SUPPLIED MATERIAL:
┄┄┄┄┄┄┄┄┄┄┄┄┄┄┄┄┄┄┄┄
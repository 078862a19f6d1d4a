// The backtracking core. Works directly on pattern bytes, so repeats hand
// back characters when the tail fails and captures participate in
// backtracking, matching the reference semantics.

use std::fmt;

const MAX_CAPTURES: usize = 32;
const MAX_MATCH_DEPTH: u32 = 200;

#[derive(Debug, Clone, PartialEq)]
pub struct PatternError(pub String);

impl fmt::Display for PatternError {
    fn fmt(&self, f: &mut fmt::Formatter<'_>) -> fmt::Result {
        write!(f, "{}", self.0)
    }
}

impl std::error::Error for PatternError {}

fn pattern_error(msg: &str) -> PatternError {
    PatternError(msg.to_string())
}

/// One capture of a finished match.
#[derive(Debug, Clone, Copy, PartialEq, Eq)]
pub enum Capture {
    /// Byte range into the subject.
    Span { start: usize, end: usize },
    /// `()` position capture: 1-based byte position.
    Position(usize),
}

#[derive(Debug, Clone)]
pub struct MatchResult {
    pub start: usize,
    pub end: usize,
    pub captures: Vec<Capture>,
}

#[derive(Clone, Copy)]
enum CapState {
    Unclosed,
    Position,
    Closed(usize),
}

struct MatchState<'a> {
    src: &'a [u8],
    pat: &'a [u8],
    caps: Vec<(usize, CapState)>,
    depth: u32,
}

/// Find the first match at or after `init`. A leading `^` anchors to
/// `init` exactly.
pub fn first_match(
    src: &[u8],
    pat: &[u8],
    init: usize,
) -> Result<Option<MatchResult>, PatternError> {
    let anchored = pat.first() == Some(&b'^');
    let pat_body = if anchored { &pat[1..] } else { pat };

    let mut start = init.min(src.len());
    loop {
        let mut state = MatchState {
            src,
            pat: pat_body,
            caps: Vec::new(),
            depth: 0,
        };
        if let Some(end) = state.do_match(start, 0)? {
            return Ok(Some(MatchResult {
                start,
                end,
                captures: finished_captures(&state)?,
            }));
        }
        if anchored || start >= src.len() {
            return Ok(None);
        }
        start += 1;
    }
}

fn finished_captures(state: &MatchState) -> Result<Vec<Capture>, PatternError> {
    state
        .caps
        .iter()
        .map(|(start, cap)| match cap {
            CapState::Closed(len) => Ok(Capture::Span {
                start: *start,
                end: start + len,
            }),
            CapState::Position => Ok(Capture::Position(start + 1)),
            CapState::Unclosed => Err(pattern_error("unfinished capture")),
        })
        .collect()
}

fn class_match(c: u8, class: u8) -> bool {
    let result = match class.to_ascii_lowercase() {
        b'a' => c.is_ascii_alphabetic(),
        b'c' => c.is_ascii_control(),
        b'd' => c.is_ascii_digit(),
        b'g' => c.is_ascii_graphic(),
        b'l' => c.is_ascii_lowercase(),
        b'p' => c.is_ascii_punctuation(),
        b's' => c == b' ' || (0x09..=0x0d).contains(&c),
        b'u' => c.is_ascii_uppercase(),
        b'w' => c.is_ascii_alphanumeric(),
        b'x' => c.is_ascii_hexdigit(),
        _ => return c == class,
    };
    if class.is_ascii_uppercase() {
        !result
    } else {
        result
    }
}

impl<'a> MatchState<'a> {
    /// End index (exclusive) of the single-character item starting at `p`.
    fn class_end(&self, p: usize) -> Result<usize, PatternError> {
        match self.pat.get(p) {
            None => Err(pattern_error("malformed pattern (ends unexpectedly)")),
            Some(b'%') => {
                if p + 1 >= self.pat.len() {
                    Err(pattern_error("malformed pattern (ends with '%')"))
                } else {
                    Ok(p + 2)
                }
            }
            Some(b'[') => {
                let mut i = p + 1;
                if self.pat.get(i) == Some(&b'^') {
                    i += 1;
                }
                // A leading ']' is a literal member.
                if self.pat.get(i) == Some(&b']') {
                    i += 1;
                }
                loop {
                    match self.pat.get(i) {
                        None => return Err(pattern_error("malformed pattern (missing ']')")),
                        Some(b'%') => i += 2,
                        Some(b']') => return Ok(i + 1),
                        _ => i += 1,
                    }
                }
            }
            Some(_) => Ok(p + 1),
        }
    }

    fn match_bracket_class(&self, c: u8, p: usize, ec: usize) -> bool {
        // p points at '[', ec at the closing ']'.
        let mut i = p + 1;
        let mut negated = false;
        if self.pat.get(i) == Some(&b'^') {
            negated = true;
            i += 1;
        }
        let mut found = false;
        while i < ec {
            if self.pat[i] == b'%' && i + 1 < ec {
                i += 1;
                if class_match(c, self.pat[i]) {
                    found = true;
                }
                i += 1;
            } else if i + 2 < ec && self.pat[i + 1] == b'-' {
                if self.pat[i] <= c && c <= self.pat[i + 2] {
                    found = true;
                }
                i += 3;
            } else {
                if self.pat[i] == c {
                    found = true;
                }
                i += 1;
            }
        }
        negated != found
    }

    fn single_match(&self, s: usize, p: usize, ep: usize) -> bool {
        let Some(&c) = self.src.get(s) else {
            return false;
        };
        match self.pat[p] {
            b'.' => true,
            b'%' => class_match(c, self.pat[p + 1]),
            b'[' => self.match_bracket_class(c, p, ep - 1),
            literal => literal == c,
        }
    }

    fn do_match(&mut self, s: usize, p: usize) -> Result<Option<usize>, PatternError> {
        self.depth += 1;
        if self.depth > MAX_MATCH_DEPTH {
            self.depth -= 1;
            return Err(pattern_error("pattern too complex"));
        }
        let result = self.do_match_inner(s, p);
        self.depth -= 1;
        result
    }

    fn do_match_inner(&mut self, s: usize, p: usize) -> Result<Option<usize>, PatternError> {
        if p >= self.pat.len() {
            return Ok(Some(s));
        }
        match self.pat[p] {
            b'(' => {
                if self.pat.get(p + 1) == Some(&b')') {
                    self.start_capture(s, CapState::Position, p + 2)
                } else {
                    self.start_capture(s, CapState::Unclosed, p + 1)
                }
            }
            b')' => self.end_capture(s, p + 1),
            b'$' if p + 1 == self.pat.len() => {
                Ok(if s == self.src.len() { Some(s) } else { None })
            }
            b'%' => match self.pat.get(p + 1) {
                Some(b'b') => self.match_balance(s, p + 2),
                Some(b'f') => self.match_frontier(s, p + 2),
                Some(d @ b'1'..=b'9') => self.match_backref(s, p, (d - b'0') as usize),
                _ => self.match_default(s, p),
            },
            _ => self.match_default(s, p),
        }
    }

    fn match_default(&mut self, s: usize, p: usize) -> Result<Option<usize>, PatternError> {
        let ep = self.class_end(p)?;
        let matched = self.single_match(s, p, ep);
        match self.pat.get(ep) {
            Some(b'?') => {
                if matched {
                    if let Some(r) = self.do_match(s + 1, ep + 1)? {
                        return Ok(Some(r));
                    }
                }
                self.do_match(s, ep + 1)
            }
            Some(b'+') => {
                if matched {
                    self.max_expand(s + 1, p, ep)
                } else {
                    Ok(None)
                }
            }
            Some(b'*') => self.max_expand(s, p, ep),
            Some(b'-') => self.min_expand(s, p, ep),
            _ => {
                if matched {
                    self.do_match(s + 1, ep)
                } else {
                    Ok(None)
                }
            }
        }
    }

    /// Greedy repeat: consume as much as possible, then give back until the
    /// tail matches.
    fn max_expand(&mut self, s: usize, p: usize, ep: usize) -> Result<Option<usize>, PatternError> {
        let mut count = 0;
        while self.single_match(s + count, p, ep) {
            count += 1;
        }
        loop {
            if let Some(r) = self.do_match(s + count, ep + 1)? {
                return Ok(Some(r));
            }
            if count == 0 {
                return Ok(None);
            }
            count -= 1;
        }
    }

    /// Lazy repeat: try the tail first, consuming one character at a time.
    fn min_expand(&mut self, s: usize, p: usize, ep: usize) -> Result<Option<usize>, PatternError> {
        let mut s = s;
        loop {
            if let Some(r) = self.do_match(s, ep + 1)? {
                return Ok(Some(r));
            }
            if self.single_match(s, p, ep) {
                s += 1;
            } else {
                return Ok(None);
            }
        }
    }

    fn start_capture(
        &mut self,
        s: usize,
        kind: CapState,
        p: usize,
    ) -> Result<Option<usize>, PatternError> {
        if self.caps.len() >= MAX_CAPTURES {
            return Err(pattern_error("too many captures"));
        }
        self.caps.push((s, kind));
        let r = self.do_match(s, p)?;
        if r.is_none() {
            self.caps.pop();
        }
        Ok(r)
    }

    fn end_capture(&mut self, s: usize, p: usize) -> Result<Option<usize>, PatternError> {
        let idx = self
            .caps
            .iter()
            .rposition(|(_, c)| matches!(c, CapState::Unclosed))
            .ok_or_else(|| pattern_error("invalid pattern capture"))?;
        let start = self.caps[idx].0;
        self.caps[idx].1 = CapState::Closed(s - start);
        let r = self.do_match(s, p)?;
        if r.is_none() {
            self.caps[idx].1 = CapState::Unclosed;
        }
        Ok(r)
    }

    fn match_balance(&mut self, s: usize, p: usize) -> Result<Option<usize>, PatternError> {
        if p + 1 >= self.pat.len() {
            return Err(pattern_error("malformed pattern (missing arguments to '%b')"));
        }
        let (open, close) = (self.pat[p], self.pat[p + 1]);
        if self.src.get(s) != Some(&open) {
            return Ok(None);
        }
        let mut depth = 1;
        let mut i = s + 1;
        while i < self.src.len() {
            if self.src[i] == close {
                depth -= 1;
                if depth == 0 {
                    return self.do_match(i + 1, p + 2);
                }
            } else if self.src[i] == open {
                depth += 1;
            }
            i += 1;
        }
        Ok(None)
    }

    fn match_frontier(&mut self, s: usize, p: usize) -> Result<Option<usize>, PatternError> {
        if self.pat.get(p) != Some(&b'[') {
            return Err(pattern_error("missing '[' after '%f' in pattern"));
        }
        let ep = self.class_end(p)?;
        let prev = if s == 0 { 0 } else { self.src[s - 1] };
        let curr = self.src.get(s).copied().unwrap_or(0);
        if !self.match_bracket_class(prev, p, ep - 1) && self.match_bracket_class(curr, p, ep - 1)
        {
            self.do_match(s, ep)
        } else {
            Ok(None)
        }
    }

    fn match_backref(
        &mut self,
        s: usize,
        p: usize,
        index: usize,
    ) -> Result<Option<usize>, PatternError> {
        let (start, len) = match self.caps.get(index - 1) {
            Some((start, CapState::Closed(len))) => (*start, *len),
            _ => return Err(pattern_error("invalid capture index")),
        };
        if s + len <= self.src.len() && self.src[start..start + len] == self.src[s..s + len] {
            self.do_match(s + len, p + 2)
        } else {
            Ok(None)
        }
    }
}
┄┄┄┄┄┄┄┄┄┄┄┄┄┄┄┄┄┄┄┄
TASK: Determine the number of lines in the entries that contain "literal", then write that number alone.

TASK RESPONSE: 2